### [Your goal]
Take every line from the listing below that contains "RecordingTransport".

### [Supplied data]
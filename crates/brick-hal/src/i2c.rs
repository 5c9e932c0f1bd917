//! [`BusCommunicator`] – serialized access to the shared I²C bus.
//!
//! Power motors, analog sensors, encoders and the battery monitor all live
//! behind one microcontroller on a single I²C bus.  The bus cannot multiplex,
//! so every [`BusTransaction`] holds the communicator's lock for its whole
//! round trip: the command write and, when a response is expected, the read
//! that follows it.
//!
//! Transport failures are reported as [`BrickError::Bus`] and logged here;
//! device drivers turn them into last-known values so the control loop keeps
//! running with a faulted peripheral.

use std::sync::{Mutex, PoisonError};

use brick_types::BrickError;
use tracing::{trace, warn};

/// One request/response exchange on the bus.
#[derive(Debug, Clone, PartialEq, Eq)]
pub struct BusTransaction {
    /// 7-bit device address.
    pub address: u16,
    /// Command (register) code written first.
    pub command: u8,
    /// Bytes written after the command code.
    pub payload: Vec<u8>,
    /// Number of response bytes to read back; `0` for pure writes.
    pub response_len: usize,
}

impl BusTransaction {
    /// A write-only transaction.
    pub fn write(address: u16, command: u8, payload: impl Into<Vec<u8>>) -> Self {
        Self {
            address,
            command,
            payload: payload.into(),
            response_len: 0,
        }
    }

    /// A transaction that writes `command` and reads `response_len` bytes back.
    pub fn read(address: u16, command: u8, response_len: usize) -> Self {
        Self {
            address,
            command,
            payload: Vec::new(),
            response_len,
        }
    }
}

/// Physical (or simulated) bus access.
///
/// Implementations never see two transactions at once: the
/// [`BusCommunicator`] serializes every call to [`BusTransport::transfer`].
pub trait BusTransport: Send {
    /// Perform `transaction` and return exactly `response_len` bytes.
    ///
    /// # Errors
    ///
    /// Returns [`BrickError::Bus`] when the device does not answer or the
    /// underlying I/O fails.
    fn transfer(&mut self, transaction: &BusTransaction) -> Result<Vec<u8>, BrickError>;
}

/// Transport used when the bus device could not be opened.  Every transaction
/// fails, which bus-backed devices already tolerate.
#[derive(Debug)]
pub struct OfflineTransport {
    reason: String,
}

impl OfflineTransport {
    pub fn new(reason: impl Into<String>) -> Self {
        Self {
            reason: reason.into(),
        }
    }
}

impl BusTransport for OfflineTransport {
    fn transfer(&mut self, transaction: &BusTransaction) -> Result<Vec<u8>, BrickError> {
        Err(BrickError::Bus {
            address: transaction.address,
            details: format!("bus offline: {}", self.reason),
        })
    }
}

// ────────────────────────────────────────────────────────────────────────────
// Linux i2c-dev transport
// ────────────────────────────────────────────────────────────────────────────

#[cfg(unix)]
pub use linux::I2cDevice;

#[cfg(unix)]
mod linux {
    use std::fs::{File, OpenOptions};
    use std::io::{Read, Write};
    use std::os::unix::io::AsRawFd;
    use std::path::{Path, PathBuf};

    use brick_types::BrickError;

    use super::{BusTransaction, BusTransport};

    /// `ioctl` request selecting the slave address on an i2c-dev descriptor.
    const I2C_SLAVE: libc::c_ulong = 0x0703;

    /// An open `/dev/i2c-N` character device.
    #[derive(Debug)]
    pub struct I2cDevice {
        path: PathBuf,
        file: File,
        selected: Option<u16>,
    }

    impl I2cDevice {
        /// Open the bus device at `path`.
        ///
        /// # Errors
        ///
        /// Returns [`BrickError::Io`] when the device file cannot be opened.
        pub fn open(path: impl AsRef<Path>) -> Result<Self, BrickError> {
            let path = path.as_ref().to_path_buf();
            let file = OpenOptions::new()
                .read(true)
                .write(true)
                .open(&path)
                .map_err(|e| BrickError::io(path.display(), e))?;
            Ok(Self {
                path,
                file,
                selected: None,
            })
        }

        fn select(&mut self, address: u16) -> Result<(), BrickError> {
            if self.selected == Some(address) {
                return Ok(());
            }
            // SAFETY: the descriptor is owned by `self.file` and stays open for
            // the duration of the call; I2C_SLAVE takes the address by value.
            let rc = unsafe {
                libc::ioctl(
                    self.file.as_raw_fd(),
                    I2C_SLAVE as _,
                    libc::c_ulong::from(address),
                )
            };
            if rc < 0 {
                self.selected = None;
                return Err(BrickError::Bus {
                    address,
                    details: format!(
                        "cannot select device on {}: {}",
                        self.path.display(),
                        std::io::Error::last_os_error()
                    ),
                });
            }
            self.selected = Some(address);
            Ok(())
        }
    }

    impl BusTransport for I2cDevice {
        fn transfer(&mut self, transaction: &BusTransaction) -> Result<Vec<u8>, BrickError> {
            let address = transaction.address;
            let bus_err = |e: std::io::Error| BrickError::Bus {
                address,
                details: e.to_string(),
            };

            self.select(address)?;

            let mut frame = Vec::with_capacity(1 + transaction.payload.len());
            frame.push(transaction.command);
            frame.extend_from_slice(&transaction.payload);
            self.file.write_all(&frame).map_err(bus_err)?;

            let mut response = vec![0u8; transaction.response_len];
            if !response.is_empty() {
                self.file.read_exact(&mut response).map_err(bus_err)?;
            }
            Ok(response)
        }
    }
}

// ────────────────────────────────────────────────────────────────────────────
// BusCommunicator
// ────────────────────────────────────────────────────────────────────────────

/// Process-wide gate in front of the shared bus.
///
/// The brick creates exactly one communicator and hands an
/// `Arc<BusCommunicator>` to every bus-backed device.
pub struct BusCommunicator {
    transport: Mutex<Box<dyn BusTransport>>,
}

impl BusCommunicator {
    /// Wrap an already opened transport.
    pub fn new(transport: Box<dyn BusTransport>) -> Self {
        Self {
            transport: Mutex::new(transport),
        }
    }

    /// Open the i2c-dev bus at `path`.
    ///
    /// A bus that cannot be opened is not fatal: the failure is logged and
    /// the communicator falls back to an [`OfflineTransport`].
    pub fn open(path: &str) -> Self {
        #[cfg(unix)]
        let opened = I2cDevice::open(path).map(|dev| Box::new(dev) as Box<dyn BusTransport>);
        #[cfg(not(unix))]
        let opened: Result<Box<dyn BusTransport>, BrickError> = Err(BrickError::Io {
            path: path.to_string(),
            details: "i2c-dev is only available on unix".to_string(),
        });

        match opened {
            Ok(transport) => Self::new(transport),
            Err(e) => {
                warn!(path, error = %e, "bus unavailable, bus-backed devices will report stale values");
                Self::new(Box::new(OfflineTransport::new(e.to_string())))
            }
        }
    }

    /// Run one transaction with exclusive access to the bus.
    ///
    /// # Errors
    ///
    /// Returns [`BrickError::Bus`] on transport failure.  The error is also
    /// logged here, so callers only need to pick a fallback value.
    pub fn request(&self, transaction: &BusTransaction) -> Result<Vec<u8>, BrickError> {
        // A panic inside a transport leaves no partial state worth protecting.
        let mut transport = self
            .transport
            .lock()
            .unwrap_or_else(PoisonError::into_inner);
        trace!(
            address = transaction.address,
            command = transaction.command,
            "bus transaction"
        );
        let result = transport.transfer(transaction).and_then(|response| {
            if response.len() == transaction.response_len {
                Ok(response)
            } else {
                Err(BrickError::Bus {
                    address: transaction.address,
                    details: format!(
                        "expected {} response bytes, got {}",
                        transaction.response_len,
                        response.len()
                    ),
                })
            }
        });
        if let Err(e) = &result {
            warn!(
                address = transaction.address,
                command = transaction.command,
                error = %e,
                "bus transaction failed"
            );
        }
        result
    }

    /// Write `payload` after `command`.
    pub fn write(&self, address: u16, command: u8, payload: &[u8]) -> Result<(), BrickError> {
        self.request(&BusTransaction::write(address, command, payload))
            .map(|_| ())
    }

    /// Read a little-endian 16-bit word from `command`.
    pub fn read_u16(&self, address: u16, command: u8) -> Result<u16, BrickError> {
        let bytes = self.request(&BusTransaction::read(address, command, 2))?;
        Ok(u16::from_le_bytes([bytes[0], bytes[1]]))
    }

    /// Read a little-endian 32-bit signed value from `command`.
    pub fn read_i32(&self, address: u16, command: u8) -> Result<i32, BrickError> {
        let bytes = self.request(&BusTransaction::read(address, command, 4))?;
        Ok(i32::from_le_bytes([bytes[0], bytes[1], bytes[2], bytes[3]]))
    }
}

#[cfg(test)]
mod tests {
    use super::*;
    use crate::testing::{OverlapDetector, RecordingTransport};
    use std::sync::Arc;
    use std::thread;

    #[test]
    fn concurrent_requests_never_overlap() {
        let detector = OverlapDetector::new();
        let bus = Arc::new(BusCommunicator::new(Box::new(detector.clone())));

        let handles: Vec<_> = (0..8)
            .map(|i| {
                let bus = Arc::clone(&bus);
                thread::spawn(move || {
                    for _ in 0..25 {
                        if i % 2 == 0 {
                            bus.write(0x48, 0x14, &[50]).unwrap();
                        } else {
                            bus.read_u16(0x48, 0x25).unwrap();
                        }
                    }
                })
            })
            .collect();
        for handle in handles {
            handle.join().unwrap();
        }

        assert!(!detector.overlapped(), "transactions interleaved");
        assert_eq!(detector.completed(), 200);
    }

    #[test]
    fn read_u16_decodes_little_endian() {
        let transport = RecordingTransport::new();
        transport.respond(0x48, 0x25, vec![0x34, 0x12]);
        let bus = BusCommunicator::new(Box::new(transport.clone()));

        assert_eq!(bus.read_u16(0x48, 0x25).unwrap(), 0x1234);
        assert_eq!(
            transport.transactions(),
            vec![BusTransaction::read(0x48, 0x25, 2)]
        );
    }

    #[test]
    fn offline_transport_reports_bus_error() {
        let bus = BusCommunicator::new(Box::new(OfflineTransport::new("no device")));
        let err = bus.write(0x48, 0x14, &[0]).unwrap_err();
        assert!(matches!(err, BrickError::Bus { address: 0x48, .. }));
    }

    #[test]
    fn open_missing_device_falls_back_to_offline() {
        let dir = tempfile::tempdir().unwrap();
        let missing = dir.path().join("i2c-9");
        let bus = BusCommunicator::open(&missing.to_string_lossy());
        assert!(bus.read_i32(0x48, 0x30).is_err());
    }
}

### [Response below]
    use crate::testing::{OverlapDetector, RecordingTransport};
        let transport = RecordingTransport::new();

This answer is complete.